Ketua MA Curhat Beban Kerja Hakim Agung: Rata-Rata Tangani 199 Perkara Per Bulan
Ketua Mahkamah Agung (MA) Sunarto mengungkapkan terjadinya overload beban perkara pada tahun 2025. Dalam Laporan Tahunan Mahkamah Agung Tahun 2025 yang disampaikan di Gedung MA, Jakarta Pusat, Selasa (10/2/2026), Sunarto menyebut bahwa rata-rata setiap hakim agung mengadili 2.384 perkara per tahun.
Komposisi Hakim dan Beban Perkara Korupsi
Sunarto menjelaskan bahwa untuk menangani perkara tindak pidana korupsi dan perselisihan hubungan industrial, Mahkamah Agung didukung oleh 8 orang hakim ad hoc. Komposisi ini terdiri atas 3 hakim ad hoc untuk tipikor dan 5 hakim ad hoc untuk PHI.

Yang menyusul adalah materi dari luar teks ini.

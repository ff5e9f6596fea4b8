use serde::{Deserialize, Serialize};

use crate::models::{FilterOperator, SortDirection};

/// How a relation field is joined onto the root entity.
#[derive(Debug, Clone, Copy, PartialEq, Eq, Hash, Serialize, Deserialize)]
#[serde(rename_all = "camelCase")]
pub enum JoinType {
    LeftJoin,
    RightJoin,
    InnerJoin,
    Join,
}

impl JoinType {
    #[must_use]
    pub fn from_name(name: &str) -> Option<Self> {
        match name {
            "leftJoin" => Some(Self::LeftJoin),
            "rightJoin" => Some(Self::RightJoin),
            "innerJoin" => Some(Self::InnerJoin),
            "join" => Some(Self::Join),
            _ => None,
        }
    }

    #[must_use]
    pub const fn as_sea_orm(self) -> sea_orm::JoinType {
        match self {
            Self::LeftJoin => sea_orm::JoinType::LeftJoin,
            Self::RightJoin => sea_orm::JoinType::RightJoin,
            Self::InnerJoin => sea_orm::JoinType::InnerJoin,
            Self::Join => sea_orm::JoinType::Join,
        }
    }
}

/// Where a field lives relative to the root entity.
#[derive(Debug, Clone, PartialEq, Eq, Serialize, Deserialize)]
pub enum FieldTarget {
    /// Column of the root entity.
    Direct,
    /// Column reached through the association `join_field`.
    Relation {
        join_field: String,
        join_type: JoinType,
    },
}

/// Value type of a filterable field; drives value formatting.
#[derive(Debug, Clone, Copy, PartialEq, Eq, Default, Serialize, Deserialize)]
#[serde(rename_all = "lowercase")]
pub enum FieldType {
    #[default]
    Text,
    Date,
    Datetime,
    Boolean,
}

impl FieldType {
    #[must_use]
    pub fn from_name(name: &str) -> Option<Self> {
        match name {
            "text" => Some(Self::Text),
            "date" => Some(Self::Date),
            "datetime" => Some(Self::Datetime),
            "boolean" => Some(Self::Boolean),
            _ => None,
        }
    }

    #[must_use]
    pub const fn is_temporal(self) -> bool {
        matches!(self, Self::Date | Self::Datetime)
    }
}

/// Validated description of one field for one capability (sort, filter,
/// search or default order).
#[derive(Debug, Clone, PartialEq, Eq, Serialize, Deserialize)]
pub struct FieldMapping {
    /// Key the client refers to the field by.
    pub field: String,
    pub target: FieldTarget,
    /// Resolved column or property path, `alias.column` for relation fields.
    pub name: String,
    /// Accepted operators; only meaningful for filter mappings.
    pub operators: Vec<FilterOperator>,
    pub title: String,
    pub field_type: FieldType,
    /// Output format for date and datetime filter values.
    pub format: Option<String>,
    /// Filter field that also takes part in global search.
    pub global_search: bool,
    /// Computed expression (e.g. an aggregate alias) rather than a column.
    pub derived: bool,
    /// Only meaningful for default order mappings.
    pub direction: SortDirection,
}

impl FieldMapping {
    /// Direct mapping with every optional attribute at its default.
    #[must_use]
    pub fn direct(field: impl Into<String>) -> Self {
        let field = field.into();
        Self {
            name: field.clone(),
            title: field.clone(),
            field,
            target: FieldTarget::Direct,
            operators: Vec::new(),
            field_type: FieldType::Text,
            format: None,
            global_search: false,
            derived: false,
            direction: SortDirection::Asc,
        }
    }

    #[must_use]
    pub fn join_field(&self) -> Option<&str> {
        match &self.target {
            FieldTarget::Relation { join_field, .. } => Some(join_field),
            FieldTarget::Direct => None,
        }
    }

    #[must_use]
    pub fn is_relation(&self) -> bool {
        matches!(self.target, FieldTarget::Relation { .. })
    }

    #[must_use]
    pub fn accepts(&self, operator: FilterOperator) -> bool {
        self.operators.contains(&operator)
    }
}
use std::collections::HashMap;
use std::sync::{Arc, PoisonError, RwLock};

use super::driver::MetadataDriver;
use super::metadata::ListMetadata;
use crate::errors::MappingError;

/// Process-wide registry of validated list metadata.
///
/// Metadata is built on first use and shared as `Arc<ListMetadata>`; entries
/// are never mutated after insertion.
pub struct ListMetadataManager {
    driver: Box<dyn MetadataDriver>,
    cache: RwLock<HashMap<String, Arc<ListMetadata>>>,
}

impl ListMetadataManager {
    #[must_use]
    pub fn new(driver: impl MetadataDriver + 'static) -> Self {
        Self {
            driver: Box::new(driver),
            cache: RwLock::new(HashMap::new()),
        }
    }

    /// Metadata for `entity`, loading and caching it on first access.
    ///
    /// # Errors
    ///
    /// Returns the driver's [`MappingError`]; failed lookups are not cached.
    pub fn get(&self, entity: &str) -> Result<Arc<ListMetadata>, MappingError> {
        if let Some(metadata) = self
            .cache
            .read()
            .unwrap_or_else(PoisonError::into_inner)
            .get(entity)
        {
            return Ok(Arc::clone(metadata));
        }

        let metadata = Arc::new(self.driver.list_metadata(entity)?);
        tracing::debug!(entity, "List metadata loaded");

        let mut cache = self.cache.write().unwrap_or_else(PoisonError::into_inner);
        Ok(Arc::clone(
            cache.entry(entity.to_string()).or_insert(metadata),
        ))
    }

    /// Load every listed entity up front so definition errors surface at
    /// startup.
    ///
    /// # Errors
    ///
    /// Returns the first [`MappingError`] encountered.
    pub fn warm_up<I, S>(&self, entities: I) -> Result<(), MappingError>
    where
        I: IntoIterator<Item = S>,
        S: AsRef<str>,
    {
        for entity in entities {
            self.get(entity.as_ref())?;
        }
        Ok(())
    }

    #[must_use]
    pub fn is_cached(&self, entity: &str) -> bool {
        self.cache
            .read()
            .unwrap_or_else(PoisonError::into_inner)
            .contains_key(entity)
    }
}

impl std::fmt::Debug for ListMetadataManager {
    fn fmt(&self, f: &mut std::fmt::Formatter<'_>) -> std::fmt::Result {
        let cached: Vec<String> = self
            .cache
            .read()
            .unwrap_or_else(PoisonError::into_inner)
            .keys()
            .cloned()
            .collect();
        f.debug_struct("ListMetadataManager")
            .field("cached", &cached)
            .finish_non_exhaustive()
    }
}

"Dengan komposisi tersebut, rata-rata beban kerja setiap hakim agung pada 2025 mencapai 2.384 berkas perkara per tahun, atau sekitar 199 berkas per bulan," lanjut Sunarto. Angka ini menunjukkan tekanan yang signifikan pada sistem peradilan.
Penyelesaian Perkara dan Peran Teknologi
Meskipun menghadapi overload, para hakim agung berhasil menyelesaikan 99,54 persen dari beban tersebut. Ini setara dengan sekitar 2.373 perkara per tahun atau 198 perkara per bulan.
"Capaian kinerja tersebut tidak terlepas dari langkah strategis Mahkamah Agung dalam pemanfaatan teknologi informasi," ujar Sunarto. Salah satu inisiatif kunci adalah penerapan pengajuan kasasi dan peninjauan kembali secara elektronik sejak 1 Mei 2024, yang pada tahun 2025 telah mencapai rasio penggunaan sebesar 96,58 persen.
Dampak Lingkungan dari Digitalisasi
Sunarto juga menyoroti bahwa pemanfaatan teknologi dan digitalisasi memberikan kontribusi positif terhadap pelestarian lingkungan. Sistem ini mampu mengurangi penggunaan kertas dalam proses pengajuan dan penanganan perkara di tingkat pertama, banding, dan kasasi.
Menurutnya, melalui digitalisasi yang diterapkan, MA dan Badan Peradilan di bawahnya berpotensi mengurangi penggunaan kertas hingga 866 ton. "Pengurangan ini setara dengan upaya penyelamatan sekitar 10.263 pohon dan penghematan air sebesar 2.309.133.600 liter, serta berpotensi menurunkan emisi CO2 sebanyak 805.631 kg," jelas Sunarto.
Laporan ini menggarisbawahi tantangan beban kerja yang tinggi di peradilan, sekaligus menunjukkan bagaimana inovasi teknologi dapat meningkatkan efisiensi dan mendukung keberlanjutan lingkungan.